A ETA chega hoje ao fim por decisão própria, numa altura em que já não era mais que um anacronismo remanescente dos anos de brasa das décadas de 70 e 80 do século passado – quando não só a Espanha mas também o Reino Unido, a França, a Alemanha, a Itália e Portugal tiveram que se haver com fenómenos semelhantes: o da luta armada no seio das suas próprias cidades.
Responsável pela segunda mais sangrenta guerra no território espanhol no período contemporâneo, a chamada Guerra do Norte deixou um rasto de mais de 800 mortes e uma ferida social que ainda não suturou. Os analistas afirmam que a ETA fecha de vez as portas, mas, tal como a vontade de independência do País Basco não nasceu com a ETA, também não vai desaparecer com a sua insolvência.

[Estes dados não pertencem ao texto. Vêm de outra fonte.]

impl ParserState<'_> {
    /// Parse statements until `terminator` (not consumed) or end of input.
    ///
    /// In tolerant mode a failing statement is recorded as a diagnostic and
    /// skipped; parsing resumes at the next statement boundary.
    pub(crate) fn parse_statement_list(
        &mut self,
        terminator: SyntaxKind,
    ) -> ParseResult<Vec<NodeIndex>> {
        let mut statements = Vec::new();
        while !self.is(terminator) && !self.is(SyntaxKind::EndOfFile) {
            let start = self.token_start();
            let (depth, in_function, allow_in) = (self.depth, self.in_function, self.allow_in);
            match self.parse_statement() {
                Ok(statement) => statements.push(statement),
                Err(error) if self.options.tolerant => {
                    self.depth = depth;
                    self.in_function = in_function;
                    self.allow_in = allow_in;
                    self.record_error(&error);
                    self.resynchronize(start);
                }
                Err(error) => return Err(error),
            }
        }
        Ok(statements)
    }

    pub(crate) fn parse_statement(&mut self) -> ParseResult<NodeIndex> {
        self.enter_nesting()?;
        let result = self.parse_statement_worker();
        self.exit_nesting();
        result
    }

    fn parse_statement_worker(&mut self) -> ParseResult<NodeIndex> {
        match self.token() {
            SyntaxKind::OpenBraceToken => self.parse_block(),
            SyntaxKind::VarKeyword => self.parse_variable_statement(),
            SyntaxKind::SemicolonToken => {
                let start = self.token_start();
                self.next_token();
                Ok(self.finish_generic(start, GenericKind::EmptyStatement, SmallVec::new()))
            }
            SyntaxKind::FunctionKeyword => self.parse_function(true),
            SyntaxKind::IfKeyword => self.parse_if_statement(),
            SyntaxKind::ForKeyword => self.parse_for_statement(),
            SyntaxKind::WhileKeyword => self.parse_while_statement(),
            SyntaxKind::DoKeyword => self.parse_do_statement(),
            SyntaxKind::ReturnKeyword => self.parse_return_statement(),
            SyntaxKind::BreakKeyword => self.parse_jump_statement(GenericKind::BreakStatement),
            SyntaxKind::ContinueKeyword => {
                self.parse_jump_statement(GenericKind::ContinueStatement)
            }
            SyntaxKind::ThrowKeyword => self.parse_throw_statement(),
            SyntaxKind::TryKeyword => self.parse_try_statement(),
            SyntaxKind::SwitchKeyword => self.parse_switch_statement(),
            SyntaxKind::WithKeyword => self.parse_with_statement(),
            SyntaxKind::DebuggerKeyword => {
                let start = self.token_start();
                self.next_token();
                self.parse_semicolon()?;
                Ok(self.finish_generic(start, GenericKind::DebuggerStatement, SmallVec::new()))
            }
            SyntaxKind::Identifier if self.peek_token() == SyntaxKind::ColonToken => {
                self.parse_labeled_statement()
            }
            _ => self.parse_expression_statement(),
        }
    }

    pub(crate) fn parse_block(&mut self) -> ParseResult<NodeIndex> {
        let start = self.token_start();
        self.expect(SyntaxKind::OpenBraceToken)?;
        let statements = self.parse_statement_list(SyntaxKind::CloseBraceToken)?;
        self.expect(SyntaxKind::CloseBraceToken)?;
        Ok(self.finish_generic(
            start,
            GenericKind::BlockStatement,
            SmallVec::from_vec(statements),
        ))
    }

    fn parse_variable_statement(&mut self) -> ParseResult<NodeIndex> {
        let start = self.token_start();
        self.next_token();
        let declarators = self.parse_variable_declarators()?;
        self.parse_semicolon()?;
        Ok(self.finish_generic(start, GenericKind::VariableDeclaration, declarators))
    }

    fn parse_variable_declarators(&mut self) -> ParseResult<SmallVec<[NodeIndex; 4]>> {
        let mut declarators = SmallVec::new();
        loop {
            let start = self.token_start();
            let id = self.parse_binding_identifier()?;
            let init = if self.optional(SyntaxKind::EqualsToken) {
                self.parse_assignment_expression()?
            } else {
                NodeIndex::NONE
            };
            declarators.push(self.finish_node(start, NodeData::VariableDeclarator { id, init }));
            if !self.optional(SyntaxKind::CommaToken) {
                return Ok(declarators);
            }
        }
    }

    pub(crate) fn parse_binding_identifier(&mut self) -> ParseResult<NodeIndex> {
        if !self.is(SyntaxKind::Identifier) {
            return Err(self.unexpected("identifier"));
        }
        let start = self.token_start();
        let name = self.scanner.token_text().to_string();
        self.next_token();
        Ok(self.finish_node(start, NodeData::Identifier { name }))
    }

    fn parse_if_statement(&mut self) -> ParseResult<NodeIndex> {
        let start = self.token_start();
        self.next_token();
        let test = self.parse_parenthesized_expression()?;
        let consequent = self.parse_statement()?;
        let mut children: SmallVec<[NodeIndex; 4]> = smallvec![test, consequent];
        if self.optional(SyntaxKind::ElseKeyword) {
            children.push(self.parse_statement()?);
        }
        Ok(self.finish_generic(start, GenericKind::IfStatement, children))
    }

    fn parse_parenthesized_expression(&mut self) -> ParseResult<NodeIndex> {
        self.expect(SyntaxKind::OpenParenToken)?;
        let expr = self.with_allow_in(true, |p| p.parse_expression())?;
        self.expect(SyntaxKind::CloseParenToken)?;
        Ok(expr)
    }

    fn parse_for_statement(&mut self) -> ParseResult<NodeIndex> {
        let start = self.token_start();
        self.next_token();
        self.expect(SyntaxKind::OpenParenToken)?;

        let mut children: SmallVec<[NodeIndex; 4]> = SmallVec::new();
        if self.is(SyntaxKind::VarKeyword) {
            let var_start = self.token_start();
            self.next_token();
            let declarators = self.with_allow_in(false, |p| p.parse_variable_declarators())?;
            let single = declarators.len() == 1;
            let declaration =
                self.finish_generic(var_start, GenericKind::VariableDeclaration, declarators);
            if single && self.is(SyntaxKind::InKeyword) {
                return self.parse_for_in_rest(start, declaration);
            }
            children.push(declaration);
        } else if !self.is(SyntaxKind::SemicolonToken) {
            let init = self.with_allow_in(false, |p| p.parse_expression())?;
            if self.is(SyntaxKind::InKeyword) {
                self.check_assignment_target(init)?;
                return self.parse_for_in_rest(start, init);
            }
            children.push(init);
        }

        self.expect(SyntaxKind::SemicolonToken)?;
        if !self.is(SyntaxKind::SemicolonToken) {
            children.push(self.with_allow_in(true, |p| p.parse_expression())?);
        }
        self.expect(SyntaxKind::SemicolonToken)?;
        if !self.is(SyntaxKind::CloseParenToken) {
            children.push(self.with_allow_in(true, |p| p.parse_expression())?);
        }
        self.expect(SyntaxKind::CloseParenToken)?;
        children.push(self.parse_statement()?);
        Ok(self.finish_generic(start, GenericKind::ForStatement, children))
    }

    fn parse_for_in_rest(&mut self, start: u32, left: NodeIndex) -> ParseResult<NodeIndex> {
        self.expect(SyntaxKind::InKeyword)?;
        let right = self.with_allow_in(true, |p| p.parse_expression())?;
        self.expect(SyntaxKind::CloseParenToken)?;
        let body = self.parse_statement()?;
        Ok(self.finish_generic(
            start,
            GenericKind::ForInStatement,
            smallvec![left, right, body],
        ))
    }

    fn parse_while_statement(&mut self) -> ParseResult<NodeIndex> {
        let start = self.token_start();
        self.next_token();
        let test = self.parse_parenthesized_expression()?;
        let body = self.parse_statement()?;
        Ok(self.finish_generic(start, GenericKind::WhileStatement, smallvec![test, body]))
    }

    fn parse_do_statement(&mut self) -> ParseResult<NodeIndex> {
        let start = self.token_start();
        self.next_token();
        let body = self.parse_statement()?;
        self.expect(SyntaxKind::WhileKeyword)?;
        let test = self.parse_parenthesized_expression()?;
        self.optional(SyntaxKind::SemicolonToken);
        Ok(self.finish_generic(start, GenericKind::DoWhileStatement, smallvec![body, test]))
    }

    fn parse_return_statement(&mut self) -> ParseResult<NodeIndex> {
        let start = self.token_start();
        if !self.in_function {
            return Err(ParseError::new(
                "Illegal return statement.",
                self.scanner.token_span(),
                diagnostic_codes::UNEXPECTED_TOKEN,
            ));
        }
        self.next_token();
        let mut children = SmallVec::new();
        if !self.is(SyntaxKind::SemicolonToken) && !self.can_insert_semicolon() {
            children.push(self.parse_expression()?);
        }
        self.parse_semicolon()?;
        Ok(self.finish_generic(start, GenericKind::ReturnStatement, children))
    }

    fn parse_jump_statement(&mut self, kind: GenericKind) -> ParseResult<NodeIndex> {
        let start = self.token_start();
        self.next_token();
        let mut children = SmallVec::new();
        if self.is(SyntaxKind::Identifier) && !self.scanner.has_preceding_line_break() {
            children.push(self.parse_label()?);
        }
        self.parse_semicolon()?;
        Ok(self.finish_generic(start, kind, children))
    }

    fn parse_label(&mut self) -> ParseResult<NodeIndex> {
        let start = self.token_start();
        self.expect(SyntaxKind::Identifier)?;
        Ok(self.finish_generic(start, GenericKind::Label, SmallVec::new()))
    }

    fn parse_throw_statement(&mut self) -> ParseResult<NodeIndex> {
        let start = self.token_start();
        self.next_token();
        if self.scanner.has_preceding_line_break() {
            return Err(ParseError::new(
                "Illegal newline after throw.",
                self.scanner.token_span(),
                diagnostic_codes::UNEXPECTED_TOKEN,
            ));
        }
        let argument = self.parse_expression()?;
        self.parse_semicolon()?;
        Ok(self.finish_generic(start, GenericKind::ThrowStatement, smallvec![argument]))
    }

    fn parse_try_statement(&mut self) -> ParseResult<NodeIndex> {
        let start = self.token_start();
        self.next_token();
        let mut children: SmallVec<[NodeIndex; 4]> = smallvec![self.parse_block()?];

        let mut has_handler = false;
        if self.is(SyntaxKind::CatchKeyword) {
            let catch_start = self.token_start();
            self.next_token();
            self.expect(SyntaxKind::OpenParenToken)?;
            let param = self.parse_binding_identifier()?;
            self.expect(SyntaxKind::CloseParenToken)?;
            let body = self.parse_block()?;
            children.push(self.finish_generic(
                catch_start,
                GenericKind::CatchClause,
                smallvec![param, body],
            ));
            has_handler = true;
        }
        if self.optional(SyntaxKind::FinallyKeyword) {
            children.push(self.parse_block()?);
            has_handler = true;
        }
        if !has_handler {
            return Err(self.unexpected("'catch' or 'finally'"));
        }
        Ok(self.finish_generic(start, GenericKind::TryStatement, children))
    }

    fn parse_switch_statement(&mut self) -> ParseResult<NodeIndex> {
        let start = self.token_start();
        self.next_token();
        let discriminant = self.parse_parenthesized_expression()?;
        self.expect(SyntaxKind::OpenBraceToken)?;

        let mut children: SmallVec<[NodeIndex; 4]> = smallvec![discriminant];
        while !self.is(SyntaxKind::CloseBraceToken) {
            let case_start = self.token_start();
            let mut case_children: SmallVec<[NodeIndex; 4]> = SmallVec::new();
            if self.optional(SyntaxKind::CaseKeyword) {
                case_children.push(self.with_allow_in(true, |p| p.parse_expression())?);
            } else if !self.optional(SyntaxKind::DefaultKeyword) {
                return Err(self.unexpected("'case' or 'default'"));
            }
            self.expect(SyntaxKind::ColonToken)?;
            while !matches!(
                self.token(),
                SyntaxKind::CaseKeyword
                    | SyntaxKind::DefaultKeyword
                    | SyntaxKind::CloseBraceToken
                    | SyntaxKind::EndOfFile
            ) {
                case_children.push(self.parse_statement()?);
            }
            children.push(self.finish_generic(case_start, GenericKind::SwitchCase, case_children));
        }
        self.expect(SyntaxKind::CloseBraceToken)?;
        Ok(self.finish_generic(start, GenericKind::SwitchStatement, children))
    }

    fn parse_with_statement(&mut self) -> ParseResult<NodeIndex> {
        let start = self.token_start();
        self.next_token();
        let object = self.parse_parenthesized_expression()?;
        let body = self.parse_statement()?;
        Ok(self.finish_generic(start, GenericKind::WithStatement, smallvec![object, body]))
    }

    fn parse_labeled_statement(&mut self) -> ParseResult<NodeIndex> {
        let start = self.token_start();
        let label = self.parse_label()?;
        self.expect(SyntaxKind::ColonToken)?;
        let body = self.parse_statement()?;
        Ok(self.finish_generic(start, GenericKind::LabeledStatement, smallvec![label, body]))
    }

    fn parse_expression_statement(&mut self) -> ParseResult<NodeIndex> {
        let start = self.token_start();
        let expr = self.parse_expression()?;
        self.parse_semicolon()?;
        Ok(self.finish_generic(start, GenericKind::ExpressionStatement, smallvec![expr]))
    }

    // Functions

    /// Parse `function name?(params) { body }` as a declaration or expression.
    pub(crate) fn parse_function(&mut self, is_declaration: bool) -> ParseResult<NodeIndex> {
        let start = self.token_start();
        self.expect(SyntaxKind::FunctionKeyword)?;
        let id = if self.is(SyntaxKind::Identifier) || is_declaration {
            self.parse_binding_identifier()?
        } else {
            NodeIndex::NONE
        };
        let (params, body) = self.parse_function_signature_and_body()?;
        let func = FunctionData { id, params, body };
        let data = if is_declaration {
            NodeData::FunctionDeclaration(func)
        } else {
            NodeData::FunctionExpression(func)
        };
        Ok(self.finish_node(start, data))
    }

    /// Parse `(params) { body }`, shared by functions and object accessors.
    pub(crate) fn parse_function_signature_and_body(
        &mut self,
    ) -> ParseResult<(SmallVec<[NodeIndex; 4]>, NodeIndex)> {
        self.expect(SyntaxKind::OpenParenToken)?;
        let mut params = SmallVec::new();
        while !self.is(SyntaxKind::CloseParenToken) {
            params.push(self.parse_binding_identifier()?);
            if !self.is(SyntaxKind::CloseParenToken) {
                self.expect(SyntaxKind::CommaToken)?;
            }
        }
        self.expect(SyntaxKind::CloseParenToken)?;

        let (saved_in_function, saved_allow_in) = (self.in_function, self.allow_in);
        self.in_function = true;
        self.allow_in = true;
        let body = self.parse_block();
        self.in_function = saved_in_function;
        self.allow_in = saved_allow_in;
        Ok((params, body?))
    }
}
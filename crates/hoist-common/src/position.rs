//! Position and line-map utilities.
//!
//! Editors report cursor positions as line/column pairs, while the syntax tree
//! uses byte offsets. `LineMap` converts between the two.

use serde::{Deserialize, Serialize};

/// A position in a source text (0-indexed line and column).
#[derive(Debug, Clone, Copy, PartialEq, Eq, Serialize, Deserialize)]
pub struct Position {
    /// 0-indexed line number
    pub line: u32,
    /// 0-indexed column, counted in chars
    pub character: u32,
}

impl Position {
    pub fn new(line: u32, character: u32) -> Self {
        Position { line, character }
    }
}

/// Line map for offset <-> position conversion.
/// Stores the starting offset of each line.
#[derive(Debug, Clone)]
pub struct LineMap {
    /// Starting offset of each line (line_starts[0] is always 0)
    line_starts: Vec<u32>,
}

impl LineMap {
    /// Build a line map from source text.
    pub fn build(source: &str) -> Self {
        let bytes = source.as_bytes();
        let mut line_starts = vec![0u32];

        for i in memchr::memchr2_iter(b'\n', b'\r', bytes) {
            // \r\n produces a single line start from the \n
            if bytes[i] == b'\r' && bytes.get(i + 1) == Some(&b'\n') {
                continue;
            }
            line_starts.push((i + 1) as u32);
        }

        LineMap { line_starts }
    }

    pub fn line_count(&self) -> usize {
        self.line_starts.len()
    }

    /// Byte offset of the first character of `line`.
    pub fn line_start(&self, line: u32) -> Option<u32> {
        self.line_starts.get(line as usize).copied()
    }

    /// Convert a byte offset to a Position (line, character).
    pub fn offset_to_position(&self, offset: u32, source: &str) -> Position {
        let line = match self.line_starts.binary_search(&offset) {
            Ok(exact) => exact,
            Err(insert_point) => insert_point.saturating_sub(1),
        };

        let line_start = self.line_starts.get(line).copied().unwrap_or(0);
        let clamped_end = (offset as usize).min(source.len());
        let start = (line_start as usize).min(clamped_end);
        let slice = source.get(start..clamped_end).unwrap_or("");

        Position {
            line: line as u32,
            character: slice.chars().count() as u32,
        }
    }

    /// Convert a Position (line, character) to a byte offset.
    ///
    /// Columns past the end of the line clamp to the line terminator.
    pub fn position_to_offset(&self, position: Position, source: &str) -> Option<u32> {
        let line_idx = position.line as usize;
        let line_start = *self.line_starts.get(line_idx)?;
        let line_limit = self
            .line_starts
            .get(line_idx + 1)
            .copied()
            .unwrap_or(source.len() as u32);
        let slice = source.get(line_start as usize..line_limit as usize)?;

        let mut byte_count = 0u32;
        for (seen, ch) in slice.chars().enumerate() {
            if seen as u32 >= position.character || ch == '\n' || ch == '\r' {
                break;
            }
            byte_count += ch.len_utf8() as u32;
        }

        Some(line_start + byte_count)
    }
}
impl<C: Consumer> Session<C> {
    /// Start a session with its own parse worker. Nothing is parsed until
    /// [`open`](Session::open) or [`on_edit`](Session::on_edit).
    pub fn new<P: SourceParser>(
        parser: P,
        consumer: C,
        options: EngineOptions,
    ) -> Result<Self, ReparseError> {
        Ok(Session {
            options,
            worker: ParseWorker::spawn(parser)?,
            consumer,
            analysis: None,
            text: String::new(),
            in_flight: None,
            recovery_deadline: None,
            generation: 0,
            version: 0,
            stats: SessionStats::default(),
            last_error: None,
        })
    }

    /// Replace the whole document and start a full reparse.
    pub fn open(&mut self, text: impl Into<String>) -> Result<(), ReparseError> {
        self.text = text.into();
        self.recovery_deadline = None;
        self.dispatch_full()
    }

    /// Report an edit. `text` is the full document after the edit.
    #[tracing::instrument(level = "debug", skip_all, fields(start = edit.start, delta = edit.net_delta()))]
    pub fn on_edit(
        &mut self,
        text: impl Into<String>,
        edit: &EditDescriptor,
    ) -> Result<(), ReparseError> {
        self.text = text.into();
        if self.recovery_deadline.take().is_some() {
            debug!("edit during recovery, forcing full reparse");
            return self.dispatch_full();
        }
        match self.plan(edit) {
            Job::Full => self.dispatch_full(),
            Job::Partial(job) => self.dispatch_partial(job),
        }
    }

    /// Collect finished parses and fire the recovery timer if it is due.
    /// Returns whether a new analysis was applied.
    pub fn poll(&mut self) -> Result<bool, ReparseError> {
        self.poll_at(Instant::now())
    }

    /// [`poll`](Session::poll) with an explicit clock reading.
    pub fn poll_at(&mut self, now: Instant) -> Result<bool, ReparseError> {
        let mut applied = false;
        while let Some(response) = self.worker.try_recv()? {
            applied |= self.handle_response(response, now)?;
        }
        self.fire_recovery(now)?;
        Ok(applied)
    }

    /// Block until no parse is in flight and no recovery is pending, or
    /// until `timeout` passes. Returns whether the session settled.
    pub fn wait(&mut self, timeout: Duration) -> Result<bool, ReparseError> {
        let deadline = Instant::now() + timeout;
        loop {
            let now = Instant::now();
            self.poll_at(now)?;
            if self.is_idle() {
                return Ok(true);
            }
            if now >= deadline {
                return Ok(false);
            }
            let wake = self
                .recovery_deadline
                .map_or(deadline, |recovery| recovery.min(deadline));
            let budget = wake.saturating_duration_since(now);
            if self.in_flight.is_some() {
                if let Some(response) = self.worker.recv_timeout(budget)? {
                    self.handle_response(response, Instant::now())?;
                }
            } else {
                std::thread::sleep(budget);
            }
        }
    }

    /// Block until no parse is in flight, without firing the recovery timer.
    /// Returns whether the last dispatched parse completed within `timeout`.
    pub fn wait_for_parse(&mut self, timeout: Duration) -> Result<bool, ReparseError> {
        let deadline = Instant::now() + timeout;
        while self.in_flight.is_some() {
            let now = Instant::now();
            if now >= deadline {
                return Ok(false);
            }
            if let Some(response) = self.worker.recv_timeout(deadline - now)? {
                self.handle_response(response, Instant::now())?;
            }
        }
        Ok(true)
    }

    pub fn is_idle(&self) -> bool {
        self.in_flight.is_none() && self.recovery_deadline.is_none()
    }

    pub fn recovery_pending(&self) -> bool {
        self.recovery_deadline.is_some()
    }

    /// The latest applied analysis. It may lag [`text`](Session::text)
    /// while a parse is in flight or after a parse error.
    pub fn analysis(&self) -> Option<&Analysis> {
        self.analysis.as_ref()
    }

    /// Mutable access for consumers that record render state on nodes.
    pub fn analysis_mut(&mut self) -> Option<&mut Analysis> {
        self.analysis.as_mut()
    }

    pub fn text(&self) -> &str {
        &self.text
    }

    pub fn version(&self) -> u64 {
        self.version
    }

    pub fn stats(&self) -> SessionStats {
        self.stats
    }

    pub fn options(&self) -> &EngineOptions {
        &self.options
    }

    /// Most recent parse failure or structural mismatch, cleared by the
    /// next applied analysis.
    pub fn last_error(&self) -> Option<&ReparseError> {
        self.last_error.as_ref()
    }

    pub fn consumer(&self) -> &C {
        &self.consumer
    }

    pub fn consumer_mut(&mut self) -> &mut C {
        &mut self.consumer
    }

    // Planning and dispatch

    /// Decide how to reparse after `edit`.
    fn plan(&self, edit: &EditDescriptor) -> Job {
        let delta = edit.net_delta();

        // The tree lags the text while a parse is in flight. Another edit
        // to the function being reparsed folds into the same job.
        if let Some(in_flight) = &self.in_flight {
            return match in_flight.job {
                Job::Partial(job) if lands_within(job.span, job.delta, edit) => {
                    Job::Partial(PartialJob {
                        delta: job.delta + delta,
                        ..job
                    })
                }
                _ => Job::Full,
            };
        }

        let Some(analysis) = &self.analysis else {
            return Job::Full;
        };
        let budget = self.options.node_budget(self.text.len());
        if analysis.arena.len() > budget {
            debug!(nodes = analysis.arena.len(), budget, "arena over budget");
            return Job::Full;
        }
        let Some(function) = splice::containing_function(&analysis.arena, analysis.root, edit.start)
        else {
            return Job::Full;
        };
        let Some(node) = analysis.arena.get(function) else {
            return Job::Full;
        };
        if !lands_within(node.span, 0, edit) {
            return Job::Full;
        }
        Job::Partial(PartialJob {
            function,
            span: node.span,
            delta,
            wrapped: matches!(node.data, NodeData::FunctionExpression(_)),
        })
    }

    fn dispatch_full(&mut self) -> Result<(), ReparseError> {
        let text = self.text.clone();
        self.dispatch(Job::Full, text)
    }

    fn dispatch_partial(&mut self, job: PartialJob) -> Result<(), ReparseError> {
        let pending = job.pending_span();
        let slice = if pending.is_empty() {
            None
        } else {
            pending.text(&self.text)
        };
        let Some(slice) = slice else {
            debug!(
                start = pending.start,
                end = pending.end,
                "function slice out of range"
            );
            return self.dispatch_full();
        };
        let text = if job.wrapped {
            format!("({slice})")
        } else {
            slice.to_string()
        };
        self.dispatch(Job::Partial(job), text)
    }

    fn dispatch(&mut self, job: Job, text: String) -> Result<(), ReparseError> {
        self.generation += 1;
        let generation = self.generation;
        if let Some(previous) = self.in_flight.take() {
            self.stats.superseded += 1;
            trace!(
                generation = previous.generation,
                "superseding in-flight parse"
            );
        }
        debug!(
            generation,
            partial = matches!(job, Job::Partial(_)),
            len = text.len(),
            "dispatching parse"
        );
        self.worker.dispatch(ParseRequest {
            generation,
            text,
            options: self.options.parse_options.clone(),
        })?;
        self.in_flight = Some(InFlight { generation, job });
        Ok(())
    }

    // Completion

    fn handle_response(
        &mut self,
        response: ParseResponse,
        now: Instant,
    ) -> Result<bool, ReparseError> {
        let Some(in_flight) = self
            .in_flight
            .take_if(|pending| pending.generation == response.generation)
        else {
            trace!(
                generation = response.generation,
                "discarding superseded parse result"
            );
            return Ok(false);
        };

        match (in_flight.job, response.result) {
            (job, Err(error)) => {
                self.stats.parse_failures += 1;
                debug!(
                    generation = in_flight.generation,
                    partial = matches!(job, Job::Partial(_)),
                    %error,
                    "parse failed, arming recovery"
                );
                self.arm_recovery(now);
                self.last_error = Some(ReparseError::Parse(error));
                Ok(false)
            }
            (Job::Full, Ok(parsed)) => {
                self.apply_full(parsed);
                Ok(true)
            }
            (Job::Partial(job), Ok(parsed)) => match self.apply_partial(job, parsed) {
                Ok(()) => Ok(true),
                Err(ReparseError::StructuralMismatch(reason)) => {
                    self.stats.structural_mismatches += 1;
                    warn!(%reason, "partial reparse does not fit the tree, reparsing everything");
                    self.last_error = Some(ReparseError::StructuralMismatch(reason));
                    self.dispatch_full()?;
                    Ok(false)
                }
                Err(other) => Err(other),
            },
        }
    }

    fn arm_recovery(&mut self, now: Instant) {
        if self.recovery_deadline.is_none() {
            self.recovery_deadline = Some(now + self.options.recovery_delay());
        }
    }

    fn fire_recovery(&mut self, now: Instant) -> Result<(), ReparseError> {
        if let Some(deadline) = self.recovery_deadline
            && deadline <= now
        {
            self.recovery_deadline = None;
            self.stats.recoveries += 1;
            debug!("recovery timer expired, reparsing current text");
            self.dispatch_full()?;
        }
        Ok(())
    }

    #[tracing::instrument(level = "debug", skip_all, fields(nodes = parsed.arena.len()))]
    fn apply_full(&mut self, parsed: ParsedSource) {
        if !parsed.diagnostics.is_empty() {
            debug!(
                diagnostics = parsed.diagnostics.len(),
                "parse recovered from errors"
            );
        }
        let scopes = BindingResolver::resolve_program(&parsed.arena, parsed.root);
        self.version += 1;
        let analysis = Analysis {
            arena: parsed.arena,
            root: parsed.root,
            scopes,
            text: self.text.clone(),
            version: self.version,
        };

        let mut previous = self.analysis.replace(analysis);
        if let Some(previous) = previous.as_mut() {
            for node in &mut previous.arena.nodes {
                if let Some(handle) = node.render.invalidate() {
                    self.consumer.release(handle);
                }
            }
        }

        self.recovery_deadline = None;
        self.last_error = None;
        self.stats.full_reparses += 1;
        if let Some(current) = &self.analysis {
            self.consumer.on_analyzed(
                current,
                Change::Full {
                    previous: previous.as_ref(),
                },
            );
        }
    }

    #[tracing::instrument(level = "debug", skip_all, fields(start = job.span.start, delta = job.delta))]
    fn apply_partial(&mut self, job: PartialJob, parsed: ParsedSource) -> Result<(), ReparseError> {
        let slice_len = job.pending_span().len();
        let candidate =
            splice::partial_root(&parsed.arena, parsed.statements(), job.wrapped, slice_len)?;

        let analysis = self
            .analysis
            .as_mut()
            .ok_or_else(|| ReparseError::mismatch("no tree to splice into"))?;
        if analysis.arena.span(job.function) != Some(job.span) {
            return Err(ReparseError::mismatch("function moved since dispatch"));
        }
        let parent_scope = analysis
            .scopes
            .scope_of_function(job.function)
            .and_then(|own| analysis.scopes.parent(own))
            .ok_or_else(|| ReparseError::mismatch("function has no enclosing scope"))?;
        let old_name = function_name(&analysis.arena, job.function);

        // Partial ranges are relative to the slice, plus one for the
        // opening parenthesis of a wrapped expression.
        let correction = if job.wrapped {
            job.span
                .start
                .checked_sub(1)
                .ok_or_else(|| ReparseError::mismatch("wrapped function at offset 0"))?
        } else {
            job.span.start
        };
        let inserted = analysis
            .arena
            .import_subtree(&parsed.arena, candidate, correction);
        let spliced = splice::replace_function(
            &mut analysis.arena,
            analysis.root,
            job.function,
            inserted,
            job.delta,
        )?;

        analysis.scopes.retract_subtree(&analysis.arena, job.function);
        let mut released = spliced.released;
        released.extend(splice::release_subtree(&mut analysis.arena, job.function));

        let new_name = function_name(&analysis.arena, inserted);
        if !job.wrapped && old_name != new_name {
            debug!(?old_name, ?new_name, "declaration renamed, re-resolving every scope");
            analysis.scopes = BindingResolver::resolve_program(&analysis.arena, analysis.root);
        } else {
            BindingResolver::resolve_subtree(
                &analysis.arena,
                &mut analysis.scopes,
                inserted,
                parent_scope,
            );
        }

        self.version += 1;
        analysis.version = self.version;
        analysis.text.clone_from(&self.text);
        debug!(
            parent = spliced.parent.0,
            shifted = spliced.shifted,
            released = released.len(),
            "spliced partial reparse"
        );

        for handle in released {
            self.consumer.release(handle);
        }
        self.recovery_deadline = None;
        self.last_error = None;
        self.stats.partial_reparses += 1;
        self.consumer.on_analyzed(
            analysis,
            Change::Partial {
                replaced: job.function,
                inserted,
            },
        );
        Ok(())
    }
}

No dia 16 de Agosto de 1893, em Guernica, País Basco – a cidade que Picasso imortalizaria em 1937 – os separatistas arriaram uma bandeira espanhola do mastro de uma sociedade recreativa local e incendiaram-na, enquanto gritavam “morra Espanha”. Era a voz da mais antiga vontade independentista de Espanha (mais antiga que a do reino da Catalunha ou a de condado portucalense) a voltar a fazer-se ouvir, daquela vez mais alto que o costume, mas ainda não tão alto como em Janeiro de 1959 (e não em 31 de julho, dia do santo padroeiro dos bascos, Santo Inácio de Loyola, como a historiografia mais confessional pretende), quando foi criada a ETA.
O projeto é desde a primeira hora militar, mas haveria de correr quase uma década e muitas cisões internas até produzir a sua primeira morte, completamente fortuita: a 7 de junho de 1968, em Tolosa, a Guardia Civil montava uma operação stop, coisa corriqueira, quando, num acaso, mandou parar um carro (roubado) onde seguiam dois membros da ETA. Seguiu-se uma troca de tiros em que o etarra Txabi Etxebarrieta (empunhando uma pistola da marca Astra que fazia parte de um lote oferecido ao grupo militar pela Checoslováquia mas era de fabrico espanhol) matou o guarda civil José Pardiñes Arcay. Etxebarrieta foi dominado e aparentemente executado no local. Em poucos minutos, a ETA fazia o seu primeiro morto e angariava o seu primeiro mártir.
A primeira operação
A primeira operação militar da ETA digna desse nome ocorreria pouco depois, quando a 2 de agosto de 1968, executou, à entrada da sua casa em San Sebastian, Melitón Manzanas, inspetor-chefe da Brigada Político Social da cidade e costumeiro participante nas sessões de tortura aos presos nacionalistas.
A Justiça espanhola levaria 16 suspeitos da morte de Manzanas ao Tribunal Militar de Burgos em dezembro de 1970 – numa altura em que a doença das dissidências fazia com que houvesse duas ETA mais ou menos concorrentes uma da outra, a ETA V e a ETA Sexta (com direções e operacionais diferentes) – pedindo um total de seis penas de morte (para quatro dos arguidos, portanto dois deles seriam duplamente sentenciados) e um acumulado de 700 anos de penas de prisão.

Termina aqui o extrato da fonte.